--- Instructions for the task ---
Nothing in the records should change; write them all out exactly.

--- Supplied records ---
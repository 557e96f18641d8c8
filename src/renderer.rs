//! Rendering-engine capability interface.
//!
//! The pipeline never talks to a browser directly. It drives the two traits
//! below, one method per capability it needs, so the same code runs against
//! Chromium ([`crate::chromium`]) or an in-memory scripted double in tests.
//!
//! A [`Browser`] is the shared, long-lived resource (one process, one login
//! state). A [`Session`] is one tab opened from it; sessions are independent
//! and may be driven concurrently from different tasks.

use async_trait::async_trait;
use serde::{Deserialize, Serialize};
use std::path::Path;
use std::time::Duration;
use thiserror::Error;

/// Errors surfaced by a renderer implementation.
#[derive(Debug, Error)]
pub enum RenderError {
    /// The request never produced a response (connection reset, DNS, aborted
    /// navigation).
    #[error("transport error: {0}")]
    Transport(String),

    /// The operation did not complete within its absolute timeout.
    #[error("timed out after {secs}s")]
    Timeout { secs: u64 },

    /// Navigation finished but no main-document response was recorded.
    #[error("no response recorded for navigation")]
    NoResponse,

    /// An in-page script threw or returned something unusable.
    #[error("script error: {0}")]
    Script(String),

    /// Any other protocol-level failure reported by the engine.
    #[error("protocol error: {0}")]
    Protocol(String),

    /// Local I/O while writing a snapshot.
    #[error(transparent)]
    Io(#[from] std::io::Error),
}

/// When a navigation is considered finished.
#[derive(Debug, Clone, Copy, PartialEq, Eq, Default)]
pub enum WaitUntil {
    /// The `load` event fired.
    Load,
    /// `load` fired and then no request was in flight for 500 ms.
    #[default]
    NetworkIdle,
}

/// The main-document response of a navigation or reload.
#[derive(Debug, Clone, Copy, PartialEq, Eq)]
pub struct NavResponse {
    pub status: u16,
}

impl NavResponse {
    pub fn is_ok(&self) -> bool {
        self.status == 200
    }
}

/// Requested snapshot page size in CSS pixels.
#[derive(Debug, Clone, Copy, PartialEq, Eq, Serialize, Deserialize)]
pub struct PageSize {
    pub height: u32,
    pub width: u32,
    /// Print CSS backgrounds. Always requested by the pipeline.
    pub background: bool,
}

/// A cookie record as exported from a logged-in browser profile.
#[derive(Debug, Clone, PartialEq, Eq, Serialize, Deserialize)]
pub struct Cookie {
    pub name: String,
    pub value: String,
    pub domain: String,
    #[serde(default = "default_cookie_path")]
    pub path: String,
}

fn default_cookie_path() -> String {
    "/".to_string()
}

/// The shared rendering resource that hands out sessions.
#[async_trait]
pub trait Browser: Send + Sync {
    /// Open a new tab carrying `cookies`, with JavaScript enabled and screen
    /// media emulation applied.
    async fn open_session(&self, cookies: &[Cookie]) -> Result<Box<dyn Session>, RenderError>;
}

/// One tab. Methods are called sequentially by a single task.
#[async_trait]
pub trait Session: Send + Sync {
    /// Navigate to `url`. `Err` means the response is absent.
    async fn navigate(
        &self,
        url: &str,
        wait: WaitUntil,
        timeout: Duration,
    ) -> Result<NavResponse, RenderError>;

    /// Reload the current document. `Err` means the response is absent.
    async fn reload(&self, wait: WaitUntil, timeout: Duration) -> Result<NavResponse, RenderError>;

    /// Append a `<style>` element containing `css` to the current document.
    async fn inject_style(&self, css: &str) -> Result<(), RenderError>;

    /// Evaluate a JavaScript expression and return its JSON value.
    async fn evaluate(&self, script: &str) -> Result<serde_json::Value, RenderError>;

    /// Print the current document to a PDF file at `path`, overwriting it.
    async fn render_to_file(&self, path: &Path, size: PageSize) -> Result<(), RenderError>;

    /// Close the tab.
    async fn close(self: Box<Self>) -> Result<(), RenderError>;
}
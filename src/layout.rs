//! Deterministic output paths.
//!
//! ```text
//! <output>/<title>.pdf          merged guide document
//! <output>/<title>/<index>.pdf  intermediate section snapshots
//! ```
//!
//! Paths depend only on the sanitised title and the section index, which is
//! what makes re-runs idempotent: an existing path means finished work.

use crate::error::BinderError;
use std::path::{Path, PathBuf};

#[derive(Debug, Clone)]
pub struct OutputLayout {
    root: PathBuf,
}

impl OutputLayout {
    pub fn new(root: impl Into<PathBuf>) -> Self {
        Self { root: root.into() }
    }

    /// Final merged document for a guide.
    pub fn guide_document(&self, title: &str) -> PathBuf {
        self.root.join(format!("{title}.pdf"))
    }

    /// Directory holding a guide's intermediate snapshots.
    pub fn snapshot_dir(&self, title: &str) -> PathBuf {
        self.root.join(title)
    }

    /// Snapshot for the 1-based section `index`.
    pub fn snapshot(&self, title: &str, index: usize) -> PathBuf {
        self.snapshot_dir(title).join(format!("{index}.pdf"))
    }
}

/// Whether `path` holds finished work. Errors other than "not found" are
/// returned rather than treated as absence.
pub async fn exists(path: &Path) -> Result<bool, BinderError> {
    tokio::fs::try_exists(path)
        .await
        .map_err(|e| BinderError::io(path, e))
}

#[cfg(test)]
mod tests {
    use super::*;

    #[test]
    fn paths_follow_layout() {
        let l = OutputLayout::new("/out");
        assert_eq!(l.guide_document("Alpha Guide"), PathBuf::from("/out/Alpha Guide.pdf"));
        assert_eq!(l.snapshot_dir("Alpha Guide"), PathBuf::from("/out/Alpha Guide"));
        assert_eq!(l.snapshot("Alpha Guide", 12), PathBuf::from("/out/Alpha Guide/12.pdf"));
    }

    #[test]
    fn document_sits_beside_snapshot_dir() {
        let l = OutputLayout::new("out");
        let doc = l.guide_document("BetaGuide");
        let dir = l.snapshot_dir("BetaGuide");
        assert_eq!(doc.parent(), dir.parent());
    }

    #[tokio::test]
    async fn exists_reports_unreadable_paths() {
        let dir = tempfile::TempDir::new().unwrap();
        let file = dir.path().join("plain");
        std::fs::write(&file, b"x").unwrap();

        assert!(exists(&file).await.unwrap());
        assert!(!exists(&dir.path().join("missing.pdf")).await.unwrap());
        // A regular file where a directory is expected is an error, not absence.
        let err = exists(&file.join("Guide.pdf")).await.unwrap_err();
        assert!(matches!(err, BinderError::Io { .. }), "got: {err}");
    }
}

--- Output for this task ---
repository 557e96f18641d8c8
filename src/renderer.rs
//! Rendering-engine capability interface.
//!
//! The pipeline never talks to a browser directly. It drives the two traits
//! below, one method per capability it needs, so the same code runs against
//! Chromium ([`crate::chromium`]) or an in-memory scripted double in tests.
//!
//! A [`Browser`] is the shared, long-lived resource (one process, one login
//! state). A [`Session`] is one tab opened from it; sessions are independent
//! and may be driven concurrently from different tasks.

use async_trait::async_trait;
use serde::{Deserialize, Serialize};
use std::path::Path;
use std::time::Duration;
use thiserror::Error;

/// Errors surfaced by a renderer implementation.
#[derive(Debug, Error)]
pub enum RenderError {
    /// The request never produced a response (connection reset, DNS, aborted
    /// navigation).
    #[error("transport error: {0}")]
    Transport(String),

    /// The operation did not complete within its absolute timeout.
    #[error("timed out after {secs}s")]
    Timeout { secs: u64 },

    /// Navigation finished but no main-document response was recorded.
    #[error("no response recorded for navigation")]
    NoResponse,

    /// An in-page script threw or returned something unusable.
    #[error("script error: {0}")]
    Script(String),

    /// Any other protocol-level failure reported by the engine.
    #[error("protocol error: {0}")]
    Protocol(String),

    /// Local I/O while writing a snapshot.
    #[error(transparent)]
    Io(#[from] std::io::Error),
}

/// When a navigation is considered finished.
#[derive(Debug, Clone, Copy, PartialEq, Eq, Default)]
pub enum WaitUntil {
    /// The `load` event fired.
    Load,
    /// `load` fired and then no request was in flight for 500 ms.
    #[default]
    NetworkIdle,
}

/// The main-document response of a navigation or reload.
#[derive(Debug, Clone, Copy, PartialEq, Eq)]
pub struct NavResponse {
    pub status: u16,
}

impl NavResponse {
    pub fn is_ok(&self) -> bool {
        self.status == 200
    }
}

/// Requested snapshot page size in CSS pixels.
#[derive(Debug, Clone, Copy, PartialEq, Eq, Serialize, Deserialize)]
pub struct PageSize {
    pub height: u32,
    pub width: u32,
    /// Print CSS backgrounds. Always requested by the pipeline.
    pub background: bool,
}

/// A cookie record as exported from a logged-in browser profile.
#[derive(Debug, Clone, PartialEq, Eq, Serialize, Deserialize)]
pub struct Cookie {
    pub name: String,
    pub value: String,
    pub domain: String,
    #[serde(default = "default_cookie_path")]
    pub path: String,
}

fn default_cookie_path() -> String {
    "/".to_string()
}

/// The shared rendering resource that hands out sessions.
#[async_trait]
pub trait Browser: Send + Sync {
    /// Open a new tab carrying `cookies`, with JavaScript enabled and screen
    /// media emulation applied.
    async fn open_session(&self, cookies: &[Cookie]) -> Result<Box<dyn Session>, RenderError>;
}

/// One tab. Methods are called sequentially by a single task.
#[async_trait]
pub trait Session: Send + Sync {
    /// Navigate to `url`. `Err` means the response is absent.
    async fn navigate(
        &self,
        url: &str,
        wait: WaitUntil,
        timeout: Duration,
    ) -> Result<NavResponse, RenderError>;

    /// Reload the current document. `Err` means the response is absent.
    async fn reload(&self, wait: WaitUntil, timeout: Duration) -> Result<NavResponse, RenderError>;

    /// Append a `<style>` element containing `css` to the current document.
    async fn inject_style(&self, css: &str) -> Result<(), RenderError>;

    /// Evaluate a JavaScript expression and return its JSON value.
    async fn evaluate(&self, script: &str) -> Result<serde_json::Value, RenderError>;

    /// Print the current document to a PDF file at `path`, overwriting it.
    async fn render_to_file(&self, path: &Path, size: PageSize) -> Result<(), RenderError>;

    /// Close the tab.
    async fn close(self: Box<Self>) -> Result<(), RenderError>;
}
filename src/layout.rs
//! Deterministic output paths.
//!
//! ```text
//! <output>/<title>.pdf          merged guide document
//! <output>/<title>/<index>.pdf  intermediate section snapshots
//! ```
//!
//! Paths depend only on the sanitised title and the section index, which is
//! what makes re-runs idempotent: an existing path means finished work.

use crate::error::BinderError;
use std::path::{Path, PathBuf};

#[derive(Debug, Clone)]
pub struct OutputLayout {
    root: PathBuf,
}

impl OutputLayout {
    pub fn new(root: impl Into<PathBuf>) -> Self {
        Self { root: root.into() }
    }

    /// Final merged document for a guide.
    pub fn guide_document(&self, title: &str) -> PathBuf {
        self.root.join(format!("{title}.pdf"))
    }

    /// Directory holding a guide's intermediate snapshots.
    pub fn snapshot_dir(&self, title: &str) -> PathBuf {
        self.root.join(title)
    }

    /// Snapshot for the 1-based section `index`.
    pub fn snapshot(&self, title: &str, index: usize) -> PathBuf {
        self.snapshot_dir(title).join(format!("{index}.pdf"))
    }
}

/// Whether `path` holds finished work. Errors other than "not found" are
/// returned rather than treated as absence.
pub async fn exists(path: &Path) -> Result<bool, BinderError> {
    tokio::fs::try_exists(path)
        .await
        .map_err(|e| BinderError::io(path, e))
}

#[cfg(test)]
mod tests {
    use super::*;

    #[test]
    fn paths_follow_layout() {
        let l = OutputLayout::new("/out");
        assert_eq!(l.guide_document("Alpha Guide"), PathBuf::from("/out/Alpha Guide.pdf"));
        assert_eq!(l.snapshot_dir("Alpha Guide"), PathBuf::from("/out/Alpha Guide"));
        assert_eq!(l.snapshot("Alpha Guide", 12), PathBuf::from("/out/Alpha Guide/12.pdf"));
    }

    #[test]
    fn document_sits_beside_snapshot_dir() {
        let l = OutputLayout::new("out");
        let doc = l.guide_document("BetaGuide");
        let dir = l.snapshot_dir("BetaGuide");
        assert_eq!(doc.parent(), dir.parent());
    }

    #[tokio::test]
    async fn exists_reports_unreadable_paths() {
        let dir = tempfile::TempDir::new().unwrap();
        let file = dir.path().join("plain");
        std::fs::write(&file, b"x").unwrap();

        assert!(exists(&file).await.unwrap());
        assert!(!exists(&dir.path().join("missing.pdf")).await.unwrap());
        // A regular file where a directory is expected is an error, not absence.
        let err = exists(&file.join("Guide.pdf")).await.unwrap_err();
        assert!(matches!(err, BinderError::Io { .. }), "got: {err}");
    }
}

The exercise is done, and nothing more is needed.